LSTM CPU memory leak on specific batchsize and hidden size

pol1 · July 14, 2020, 10:54am

Hello, I’ve encountered a memory leak on a LSTM model and condensed the issue into the following code.

I’ve tried the following solutions:

Detach hidden state using repackage_hidden() https://discuss.pytorch.org/t/help-clarifying-repackage-hidden-in-word-language-model/226/8
gc.collect()
torch.nograd()

However, problem still persists using pytorch 1.5.1, and my machine has 64GB of ram. Any help is appreciated!

import torch
import torch.nn as nn
import psutil, os, gc

def repackage_hidden(h):
    """Wraps hidden states in new Tensors, to detach them from their history."""

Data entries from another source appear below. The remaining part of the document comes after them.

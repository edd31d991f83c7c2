//! Error types for gas path assembly and evaluation.

use core::fmt;

use gp_components::ComponentError;
use gp_core::StageRole;
use gp_gas::GasError;
use gp_solver::SolverError;
use thiserror::Error;

/// The four failure categories of a facility evaluation.
#[derive(Debug, Clone, Copy, PartialEq, Eq, Hash)]
pub enum ErrorKind {
    Configuration,
    Convergence,
    PhysicalState,
    Topology,
}

impl ErrorKind {
    pub fn as_str(self) -> &'static str {
        match self {
            ErrorKind::Configuration => "configuration",
            ErrorKind::Convergence => "convergence",
            ErrorKind::PhysicalState => "physical state",
            ErrorKind::Topology => "topology",
        }
    }
}

impl fmt::Display for ErrorKind {
    fn fmt(&self, f: &mut fmt::Formatter<'_>) -> fmt::Result {
        f.write_str(self.as_str())
    }
}

/// Stage a failure is attributed to, if any.
#[derive(Debug, Clone, Copy, PartialEq, Eq)]
pub struct StageContext(pub Option<StageRole>);

impl fmt::Display for StageContext {
    fn fmt(&self, f: &mut fmt::Formatter<'_>) -> fmt::Result {
        match self.0 {
            Some(role) => write!(f, " in {role}"),
            None => Ok(()),
        }
    }
}

/// Errors from assembling or evaluating a gas path.
#[derive(Error, Debug, Clone, PartialEq)]
pub enum PathError {
    #[error("Configuration error{stage}: {message}")]
    Configuration { stage: StageContext, message: String },

    #[error("Convergence error{stage}: {message}")]
    Convergence { stage: StageContext, message: String },

    #[error("Physical state error{stage}: {message}")]
    PhysicalState { stage: StageContext, message: String },

    #[error("Topology error{stage}: {message}")]
    Topology { stage: StageContext, message: String },
}

pub type PathResult<T> = Result<T, PathError>;

impl PathError {
    pub fn configuration(stage: Option<StageRole>, message: impl Into<String>) -> Self {
        PathError::Configuration {
            stage: StageContext(stage),
            message: message.into(),
        }
    }

    pub fn physical_state(stage: Option<StageRole>, message: impl Into<String>) -> Self {
        PathError::PhysicalState {
            stage: StageContext(stage),
            message: message.into(),
        }
    }

    pub fn topology(stage: Option<StageRole>, message: impl Into<String>) -> Self {
        PathError::Topology {
            stage: StageContext(stage),
            message: message.into(),
        }
    }

    pub fn kind(&self) -> ErrorKind {
        match self {
            PathError::Configuration { .. } => ErrorKind::Configuration,
            PathError::Convergence { .. } => ErrorKind::Convergence,
            PathError::PhysicalState { .. } => ErrorKind::PhysicalState,
            PathError::Topology { .. } => ErrorKind::Topology,
        }
    }

    /// Stage the failure is attributed to.
    pub fn stage(&self) -> Option<StageRole> {
        match self {
            PathError::Configuration { stage, .. }
            | PathError::Convergence { stage, .. }
            | PathError::PhysicalState { stage, .. }
            | PathError::Topology { stage, .. } => stage.0,
        }
    }

    pub fn message(&self) -> &str {
        match self {
            PathError::Configuration { message, .. }
            | PathError::Convergence { message, .. }
            | PathError::PhysicalState { message, .. }
            | PathError::Topology { message, .. } => message,
        }
    }

    fn of_kind(kind: ErrorKind, stage: Option<StageRole>, message: String) -> Self {
        let stage = StageContext(stage);
        match kind {
            ErrorKind::Configuration => PathError::Configuration { stage, message },
            ErrorKind::Convergence => PathError::Convergence { stage, message },
            ErrorKind::PhysicalState => PathError::PhysicalState { stage, message },
            ErrorKind::Topology => PathError::Topology { stage, message },
        }
    }

    /// Classify a component failure and attribute it to `stage`.
    pub fn from_component(stage: StageRole, err: ComponentError) -> Self {
        let kind = component_kind(&err);
        Self::of_kind(kind, Some(stage), err.to_string())
    }
}

fn gas_kind(err: &GasError) -> ErrorKind {
    match err {
        GasError::NonPhysical { .. } => ErrorKind::PhysicalState,
        GasError::InvalidArg { .. } | GasError::UnknownGas { .. } => ErrorKind::Configuration,
    }
}

fn solver_kind(err: &SolverError) -> ErrorKind {
    match err {
        SolverError::ConvergenceFailed { .. } | SolverError::ResidualFailed { .. } => {
            ErrorKind::Convergence
        }
        SolverError::UnresolvedReference { .. } | SolverError::InvalidInput { .. } => {
            ErrorKind::Configuration
        }
        SolverError::Gas(g) => gas_kind(g),
    }
}

fn component_kind(err: &ComponentError) -> ErrorKind {
    match err {
        ComponentError::NonPhysical { .. } | ComponentError::Detached { .. } => {
            ErrorKind::PhysicalState
        }
        ComponentError::InvalidArg { .. } | ComponentError::MissingParameter { .. } => {
            ErrorKind::Configuration
        }
        ComponentError::ConvergenceFailed { .. } => ErrorKind::Convergence,
        ComponentError::Gas(g) => gas_kind(g),
        ComponentError::Solver(s) => solver_kind(s),
    }
}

    if isinstance(h, torch.Tensor):
        return h.detach()
    else:
        return tuple(repackage_hidden(v) for v in h)

# Doesn't leak memory
# batch = 3
# hidden_size = 256

# batch = 3
# hidden_size = 512

# batch = 6
# hidden_size = 256


# Leaks memory
batch = 6
hidden_size = 512

rnn = nn.LSTM(320, hidden_size, num_layers=5, bidirectional=True)
x = torch.randn(5, batch, 320)
h0 = torch.randn(10, batch, hidden_size)
c0 = torch.randn(10, batch, hidden_size)
with torch.no_grad():
    for i in range(1000):
        print(i, psutil.Process(os.getpid()).memory_info().rss)    
        output, hidden = rnn(x, (h0, c0))
        hidden = repackage_hidden(hidden)
        gc.collect()

ptrblck · July 16, 2020, 4:59am

For the sake of completeness: issues seems to be solved here.